El Gobierno de Navarra ha reaccionado sin hacer ninguna autocrítica después de que la Audiencia Nacional haya incorporado a la causa sobre la presunta trama de Santos Cerdán la adjudicación de las obras de duplicación de los túneles de Velate. Una contratación pública de más de 76 millones de euros, impuestos incluidos, que el Ejecutivo de María Chivite concedió a una UTE en la que participaba Servinabar, la empresa que la Guardia Civil vincula directamente con el que fuera secretario de Organización del PSOE.
Pese a la decisión judicial y a las últimas revelaciones de la Unidad Central Operativa de la Guardia Civil, el vicepresidente primero y portavoz del Gobierno foral, el socialista Javier Remírez, ha asegurado este miércoles, 29 de julio, que el Ejecutivo es completamente ajeno a cualquier sospecha.
"El Gobierno de Navarra, su presidenta y todos sus miembros, tanto pasados como presentes, somos un Gobierno limpio, absolutamente, y además alérgico, ya no solo a la corrupción, sino a cualquier actuación o conducta que se aleje del mero interés general", ha afirmado durante la rueda de prensa posterior a la sesión del Ejecutivo.
Remírez ha expresado el "máximo respeto" del Gobierno de Navarra a la providencia dictada por el juez de la Audiencia Nacional Ismael Moreno y ha ofrecido "toda la colaboración". Sin embargo, no ha realizado ninguna reflexión crítica sobre un procedimiento de contratación que ha estado rodeado de informes, votos particulares y advertencias desde antes de que la investigación judicial alcanzara directamente a Velate.
El magistrado ha decidido integrar la adjudicación en la causa que investiga una presunta trama de cobro de comisiones vinculada a diferentes contratos de obra pública. La Audiencia Nacional ha quedado a la espera de que la UCO entregue un nuevo informe con la ampliación de los indicios recopilados sobre la licitación navarra. Será después de recibir ese documento cuando el juez decida qué nuevas diligencias adopta.
Las obras fueron adjudicadas por el Gobierno de Navarra a la unión temporal formada por Acciona Construcción, Excavaciones Fermín Osés y Servinabar 2000. El contrato se concedió por 62,88 millones de euros sin IVA, una cantidad que supera los 76 millones de euros con impuestos.
Servinabar figuraba formalmente a nombre del empresario Antxon Alonso, pero la UCO sostiene que Santos Cerdán controlaba la empresa en la sombra.

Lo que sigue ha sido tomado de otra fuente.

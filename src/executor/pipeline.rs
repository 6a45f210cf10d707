//! Query orchestration: compile one main statement (plus reference
//! statements) per matching entity, stream the key-grouped results through a
//! bounded queue to a consumer thread, and tear everything down on the first
//! failure from either side.

use std::collections::HashSet;
use std::sync::atomic::{AtomicBool, Ordering};

use parking_lot::Mutex;

use crate::dataspec::catalog::DataSourceCatalog;
use crate::dataspec::entity_spec::EntitySpec;
use crate::dataspec::filter::Filter;
use crate::db::RowSource;
use crate::sqlgen::SqlGenError;
use crate::results::{
    DataStreamingEvent, MainResultProcessor, RefResultProcessor, ReferencePass, ResultCache,
    StreamingAssembler,
};
use crate::sqlgen::{ReferenceStatement, SelectStatement, SqlOrder, StagingSpec};

use super::errors::ExecutorError;
use super::handler::BatchHandler;
use super::queue::{BoundedQueue, DEFAULT_QUEUE_CAPACITY};

/// One query: the proposition ids to reconstruct, restricted to the given
/// key ids, under the given filters.
#[derive(Debug, Clone)]
pub struct QueryRequest {
    pub query_id: String,
    pub prop_ids: HashSet<String>,
    pub key_ids: Vec<String>,
    pub filters: Vec<Filter>,
    pub order: Option<SqlOrder>,
}

#[derive(Debug, Clone, serde::Deserialize)]
#[serde(default)]
pub struct ExecutorConfig {
    pub queue_capacity: usize,
    /// Wrap the selected key-id column in the dialect's to-text conversion.
    /// Needed when the key column is not a character type.
    pub wrap_key_id: bool,
}

impl Default for ExecutorConfig {
    fn default() -> Self {
        ExecutorConfig {
            queue_capacity: DEFAULT_QUEUE_CAPACITY,
            wrap_key_id: false,
        }
    }
}

/// Cooperative cancellation shared between the caller and a running query.
/// Checked between batches; a cancelled query stops after the in-flight key.
#[derive(Debug, Default)]
pub struct CancelFlag(AtomicBool);

impl CancelFlag {
    pub fn new() -> Self {
        CancelFlag::default()
    }

    pub fn cancel(&self) {
        self.0.store(true, Ordering::SeqCst);
    }

    pub fn is_cancelled(&self) -> bool {
        self.0.load(Ordering::SeqCst)
    }
}

#[derive(Debug, Clone, Copy, PartialEq, Eq)]
enum PipelineState {
    Idle,
    Initializing,
    Running,
    Draining,
    Closed,
    Failed,
}

/// Failed is absorbing; everything else advances.
fn transition(state: &mut PipelineState, next: PipelineState, query_id: &str) {
    if *state == PipelineState::Failed {
        return;
    }
    log::debug!("Query '{}': {:?} -> {:?}", query_id, *state, next);
    *state = next;
}

enum QueueItem {
    Batch(DataStreamingEvent),
    Done,
}

pub struct QueryExecutor<'a> {
    catalog: &'a DataSourceCatalog,
    source: &'a dyn RowSource,
    config: ExecutorConfig,
    staging: Vec<StagingSpec>,
}

impl<'a> QueryExecutor<'a> {
    pub fn new(catalog: &'a DataSourceCatalog, source: &'a dyn RowSource) -> Self {
        QueryExecutor {
            catalog,
            source,
            config: ExecutorConfig::default(),
            staging: Vec::new(),
        }
    }

    pub fn with_config(mut self, config: ExecutorConfig) -> Self {
        self.config = config;
        self
    }

    pub fn with_staging(mut self, staging: Vec<StagingSpec>) -> Self {
        self.staging = staging;
        self
    }

    /// Streaming execution: this thread reads rows and assembles per-key
    /// batches; a consumer thread drains them into the handler through a
    /// bounded queue. Returns after both sides have shut down.
    pub fn execute_streaming(
        &self,
        request: &QueryRequest,
        handler: &mut dyn BatchHandler,
        cancel: &CancelFlag,
    ) -> Result<(), ExecutorError> {
        let mut state = PipelineState::Idle;
        transition(&mut state, PipelineState::Initializing, &request.query_id);
        self.validate(request)?;
        self.prepare_staging(request)?;
        handler
            .start()
            .map_err(|err| ExecutorError::Handler(err.to_string()))?;

        let queue: BoundedQueue<QueueItem> = BoundedQueue::new(self.config.queue_capacity);
        let first_error: Mutex<Option<ExecutorError>> = Mutex::new(None);

        transition(&mut state, PipelineState::Running, &request.query_id);
        std::thread::scope(|scope| {
            scope.spawn(|| loop {
                match queue.take() {
                    QueueItem::Done => break,
                    QueueItem::Batch(event) => {
                        if first_error.lock().is_some() {
                            // Already failed; drain to unblock the producer.
                            continue;
                        }
                        if let Err(err) = handler.handle_batch(event) {
                            record_first(&first_error, ExecutorError::Handler(err.to_string()));
                        }
                    }
                }
            });

            if let Err(err) = self.produce(request, &queue, &first_error, cancel) {
                record_first(&first_error, err);
            }
            // The sentinel must get through even when the queue is full.
            queue.force_put(QueueItem::Done);
        });

        transition(&mut state, PipelineState::Draining, &request.query_id);
        if let Some(err) = first_error.into_inner() {
            transition(&mut state, PipelineState::Failed, &request.query_id);
            log::warn!("Query '{}' failed: {}", request.query_id, err);
            return Err(err);
        }
        handler
            .finish()
            .map_err(|err| ExecutorError::Handler(err.to_string()))?;
        transition(&mut state, PipelineState::Closed, &request.query_id);
        Ok(())
    }

    /// Cached execution: every entity's propositions and references merged
    /// into one in-memory cache.
    pub fn read_into_cache(&self, request: &QueryRequest) -> Result<ResultCache, ExecutorError> {
        self.validate(request)?;
        self.prepare_staging(request)?;

        let dialect = self.catalog.dialect().dialect();
        let mut cache = ResultCache::new();
        for primary in self.catalog.entities_for_propositions(&request.prop_ids) {
            let related = self.catalog.related_entities(primary);
            let filters = applicable_filters(&request.filters, &related);
            let (main_sql, main_info) = SelectStatement {
                entity_spec: primary,
                entity_specs: related,
                filters: &filters,
                prop_ids: &request.prop_ids,
                key_ids: &request.key_ids,
                order: request.order,
                dialect,
                wrap_key_id: self.config.wrap_key_id,
                staging: &self.staging,
            }
            .generate()?;
            let mut cursor = self.read(&request.query_id, &main_sql)?;
            let main = MainResultProcessor::new(primary, &main_info, self.catalog.backend_id());
            main.process(cursor.as_mut(), &mut cache)?;

            for reference in &primary.reference_specs {
                let Some(target) = self.catalog.entity(&reference.target_entity) else {
                    continue;
                };
                if !target.matches_any(request.prop_ids.iter().map(String::as_str)) {
                    continue;
                }
                let (ref_sql, ref_info) = ReferenceStatement {
                    entity_spec: primary,
                    reference_spec: reference,
                    target,
                    prop_ids: &request.prop_ids,
                    filters: &filters,
                    key_ids: &request.key_ids,
                    dialect,
                    wrap_key_id: self.config.wrap_key_id,
                    staging: &self.staging,
                }
                .generate()?;
                let mut ref_cursor = self.read(&request.query_id, &ref_sql)?;
                let processor = RefResultProcessor::new(primary, reference, target, &ref_info);
                processor.process(ref_cursor.as_mut(), &mut cache)?;
            }
        }
        Ok(cache)
    }

    fn produce(
        &self,
        request: &QueryRequest,
        queue: &BoundedQueue<QueueItem>,
        first_error: &Mutex<Option<ExecutorError>>,
        cancel: &CancelFlag,
    ) -> Result<(), ExecutorError> {
        let dialect = self.catalog.dialect().dialect();
        for primary in self.catalog.entities_for_propositions(&request.prop_ids) {
            log::debug!(
                "Query '{}': streaming entity '{}'",
                request.query_id,
                primary.name
            );
            let related = self.catalog.related_entities(primary);
            let filters = applicable_filters(&request.filters, &related);
            let (main_sql, main_info) = SelectStatement {
                entity_spec: primary,
                entity_specs: related,
                filters: &filters,
                prop_ids: &request.prop_ids,
                key_ids: &request.key_ids,
                order: request.order,
                dialect,
                wrap_key_id: self.config.wrap_key_id,
                staging: &self.staging,
            }
            .generate()?;

            let mut reference_plans = Vec::new();
            for reference in &primary.reference_specs {
                let Some(target) = self.catalog.entity(&reference.target_entity) else {
                    continue;
                };
                if !target.matches_any(request.prop_ids.iter().map(String::as_str)) {
                    continue;
                }
                let (ref_sql, ref_info) = ReferenceStatement {
                    entity_spec: primary,
                    reference_spec: reference,
                    target,
                    prop_ids: &request.prop_ids,
                    filters: &filters,
                    key_ids: &request.key_ids,
                    dialect,
                    wrap_key_id: self.config.wrap_key_id,
                    staging: &self.staging,
                }
                .generate()?;
                reference_plans.push((reference, target, ref_sql, ref_info));
            }

            let main_cursor = self.read(&request.query_id, &main_sql)?;
            let mut passes = Vec::new();
            for (reference, target, ref_sql, ref_info) in &reference_plans {
                let cursor = self.read(&request.query_id, ref_sql)?;
                passes.push(ReferencePass::new(
                    RefResultProcessor::new(primary, reference, target, ref_info),
                    cursor,
                ));
            }

            let main = MainResultProcessor::new(primary, &main_info, self.catalog.backend_id());
            let mut assembler = StreamingAssembler::new(main, main_cursor, passes);
            while let Some(event) = assembler.next_event()? {
                if cancel.is_cancelled() {
                    log::info!("Query '{}' cancelled", request.query_id);
                    return Err(ExecutorError::Cancelled);
                }
                if first_error.lock().is_some() {
                    // Consumer already failed; stop producing.
                    return Ok(());
                }
                queue.put(QueueItem::Batch(event));
            }
        }
        Ok(())
    }

    /// Fail-fast validation of the request against the catalog: every
    /// requested and filtered proposition id must have an entity spec.
    /// Runs before any SQL executes.
    fn validate(&self, request: &QueryRequest) -> Result<(), ExecutorError> {
        self.catalog
            .validate_proposition_ids(request.prop_ids.iter().map(String::as_str))?;
        for filter in &request.filters {
            for prop_id in filter.proposition_ids() {
                if self.catalog.entity_for_proposition(prop_id).is_none() {
                    return Err(ExecutorError::Compilation(
                        SqlGenError::FilterOutsideKnownSet(prop_id.clone()),
                    ));
                }
            }
        }
        Ok(())
    }

    fn prepare_staging(&self, request: &QueryRequest) -> Result<(), ExecutorError> {
        let dialect = self.catalog.dialect().dialect();
        for staging in &self.staging {
            let sql = staging.create_statement(dialect)?;
            log::debug!(
                "Query '{}': staging '{}'",
                request.query_id,
                staging.staging_table
            );
            self.source
                .execute(&sql)
                .map_err(|source| ExecutorError::Read {
                    query_id: request.query_id.clone(),
                    source,
                })?;
        }
        Ok(())
    }

    fn read(
        &self,
        query_id: &str,
        sql: &str,
    ) -> Result<Box<dyn crate::db::RowCursor + 'a>, ExecutorError> {
        self.source.rows(sql).map_err(|source| ExecutorError::Read {
            query_id: query_id.to_string(),
            source,
        })
    }
}

/// Filters usable by one statement pass: every id the filter names must be
/// producible within the pass's entity set. Catalog-wide validity was
/// already checked up front; inapplicable filters belong to other passes.
fn applicable_filters(filters: &[Filter], related: &[&EntitySpec]) -> Vec<Filter> {
    filters
        .iter()
        .filter(|f| {
            f.proposition_ids().iter().all(|id| {
                related
                    .iter()
                    .any(|e| e.proposition_ids.iter().any(|p| p == id))
            })
        })
        .cloned()
        .collect()
}

fn record_first(slot: &Mutex<Option<ExecutorError>>, err: ExecutorError) {
    let mut guard = slot.lock();
    if guard.is_none() {
        *guard = Some(err);
    } else {
        log::warn!("Suppressing later error: {}", err);
    }
}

La mercantil tuvo una participación del 15% en la UTE adjudicataria de Velate. Los investigadores consideran que Servinabar habría servido para canalizar dinero procedente de contratos públicos y financiar gastos del exdirigente socialista y de su entorno familiar.
Las últimas investigaciones de la Guardia Civil han elevado todavía más la presión sobre el Gobierno de Chivite. La UCO ha localizado 129.167,66 euros pagados por la propia UTE de Velate a Servinabar. De esa cantidad, 55.932,60 euros fueron transferidos en 2024 y otros 73.235,06 euros durante 2025.
Los agentes han conectado además las cuentas de Servinabar con una tarjeta corporativa utilizada por Cerdán y por miembros de su familia para abonar restaurantes, hoteles, viajes, supermercados, compras y disposiciones de efectivo. Esa tarjeta acumuló 437 operaciones por un importe total de 33.711,44 euros.
En un informe fechado el pasado 15 de julio, la Guardia Civil ha cifrado en al menos 320.000 euros los ingresos y beneficios que Santos Cerdán y su familia habrían recibido a través de Servinabar entre 2015 y 2024. Entre ellos aparecen alquileres de viviendas, vehículos, mobiliario, gastos personales y salarios abonados a familiares. La Audiencia Nacional ha autorizado ampliar la investigación a las cuentas bancarias del entorno del exdirigente del PSOE.
A pesar de estos antecedentes y de la investigación abierta por la Audiencia Nacional, Remírez ha sostenido que la adjudicación ha sido "por completo ajustada a Derecho" y que no ha existido "ninguna injerencia política".
"Nunca este Gobierno se ha escondido. Al contrario, hemos dado la cara con la presidenta Chivite al frente y explicado todo con absoluta transparencia", ha señalado. Según su versión, la parte técnica, jurídica y de intervención económica del Gobierno foral ha avalado todos los trámites.
El portavoz también ha defendido la necesidad de duplicar el túnel por razones de seguridad vial y por una obligación europea existente desde 2004. Además, ha responsabilizado a los anteriores gobiernos de UPN de haber desatendido durante más de una década las exigencias para adaptar la infraestructura.
El vicepresidente ha terminado cargando contra los partidos de la oposición. A su juicio, "las derechas" ya tienen "las sentencias dictadas y las conclusiones escritas" y pretenden utilizar el caso para obtener rédito político.